Tonight is a good example. My normally easy going husband did his version of slamming the front door (so a loud, emphatic shut) as he left to play baseball. I was pissy at home before he left and I don’t know why. He works four nights a week and this week is playing baseball two more nights on top of that. I am a 8:30 to 6 kind of person. I am torn between wanting to be with him, near him along the time and then the pendulum swings the other way and I want to be alone. After miscarriage 2 I had recurring dreams that he was hurt, killed in a car accident. Same with my dog. A part of me, that terrified, scared, frantic core was desperately afraid that I would lose someone else I love. And I would not be able to bear that.

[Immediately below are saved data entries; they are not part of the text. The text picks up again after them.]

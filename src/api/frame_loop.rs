//! Frame driver
//!
//! Connects an engine's `AnimationScheduler` to the host environment. In the
//! browser that is `requestAnimationFrame` / `cancelAnimationFrame`; on
//! native targets there is nothing to drive, so the loop only drains the
//! scheduler's queues and callers tick the engine themselves.

use std::cell::RefCell;
use std::rc::Rc;

use crate::simulation::EngineCore;

pub type SharedCore = Rc<RefCell<EngineCore>>;

#[cfg(target_arch = "wasm32")]
pub use browser::FrameLoop;

#[cfg(not(target_arch = "wasm32"))]
pub use native::FrameLoop;

#[cfg(target_arch = "wasm32")]
mod browser {
    use std::cell::RefCell;
    use std::rc::Rc;

    use wasm_bindgen::prelude::*;
    use wasm_bindgen::JsCast;

    use super::SharedCore;
    use crate::simulation::{EngineCore, FrameHandle};

    type FrameCallback = Closure<dyn FnMut(f64)>;
    type CallbackSlot = Rc<RefCell<Option<FrameCallback>>>;

    /// Owns the rAF callback. The callback only holds weak references, so
    /// dropping the engine (and this loop) frees everything.
    pub struct FrameLoop {
        callback: CallbackSlot,
    }

    impl FrameLoop {
        pub fn new() -> Self {
            Self { callback: Rc::new(RefCell::new(None)) }
        }

        /// Apply whatever the scheduler asked for since the last call
        pub fn sync(&self, core: &SharedCore) {
            let Some(window) = web_sys::window() else {
                return;
            };
            cancel_frames(&window, core);

            let start = core.borrow_mut().take_start_request();
            if start {
                self.ensure_callback(core);
                request_frame(&window, &self.callback, core);
            }
        }

        fn ensure_callback(&self, core: &SharedCore) {
            if self.callback.borrow().is_some() {
                return;
            }
            let weak_core = Rc::downgrade(core);
            let weak_slot = Rc::downgrade(&self.callback);

            let callback = Closure::wrap(Box::new(move |now_ms: f64| {
                let (Some(core), Some(slot)) = (weak_core.upgrade(), weak_slot.upgrade()) else {
                    return;
                };
                let again = core.borrow_mut().frame(now_ms);
                let Some(window) = web_sys::window() else {
                    return;
                };
                cancel_frames(&window, &core);
                if again {
                    request_frame(&window, &slot, &core);
                }
            }) as Box<dyn FnMut(f64)>);

            *self.callback.borrow_mut() = Some(callback);
        }
    }

    fn request_frame(window: &web_sys::Window, slot: &RefCell<Option<FrameCallback>>, core: &RefCell<EngineCore>) {
        let slot = slot.borrow();
        let Some(callback) = slot.as_ref() else {
            return;
        };
        match window.request_animation_frame(callback.as_ref().unchecked_ref()) {
            Ok(handle) => {
                core.borrow_mut().arm_frame(FrameHandle(handle));
            }
            Err(err) => {
                console_warn!("pulse: requestAnimationFrame failed: {:?}", err);
            }
        }
    }

    fn cancel_frames(window: &web_sys::Window, core: &RefCell<EngineCore>) {
        let cancelled = core.borrow_mut().take_cancelled_frames();
        for handle in cancelled {
            if let Err(err) = window.cancel_animation_frame(handle.0) {
                console_warn!("pulse: cancelAnimationFrame({}) failed: {:?}", handle.0, err);
            }
        }
    }
}

#[cfg(not(target_arch = "wasm32"))]
mod native {
    use super::SharedCore;

    /// No frame source; the embedder calls `tick` directly.
    pub struct FrameLoop;

    impl FrameLoop {
        pub fn new() -> Self {
            FrameLoop
        }

        pub fn sync(&self, core: &SharedCore) {
            let mut core = core.borrow_mut();
            core.take_cancelled_frames();
            core.take_start_request();
        }
    }
}

impl Default for FrameLoop {
    fn default() -> Self {
        Self::new()
    }
}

You marry your best friend right? Well, now he is pretty much my only close friend. Others I just can not confide in the same way. The shared grief (there is that word again) and the raw emotions and experiences we’ve walked through together allow us to relate and talk in a way I can not with anyone else.
And yet, and yet, I test, I push and I cling. I wait for small or grand gestures (like he will pull up the drive, baseball uniform still on, come back into the house and tell me what’s most important tonight is for him to be with me.
On my subway ride home today I read a powerful article in O magazine called “This does not need to be a secret” about yes, my current topic of obsession. The author, Elizabeth McCracken, writes about the stillbirth of her first son and the joy in her second son, born a year later. After two pages, my eyes prickled with my tears. And while the subway is full of crazies and one woman with silent tears was not going to draw a crowd, I could not take any more in; it was too strong, too close. Almost home, I could not wait to dip back into her essay and rekindle the almost delicious connection — the sisterhood of sorrow as I think of it. Later in, there was one concept she wrote about that struck a chord and I hadn’t thought of before (great, new angles to this for me to analyze!) She talks about work, walks and wine with her husband shortly after the death of her son…”the freedom to do what we wanted was a kind of torture: look at your unencumbered selves. After most deaths, I imagine, the awfulness lies in how everything’s changed: you no longer recognize the shape of your days, there is a hole….For us what was killing was how nothing had changed. We were waiting to be transformed and now here we are, back in our old life.”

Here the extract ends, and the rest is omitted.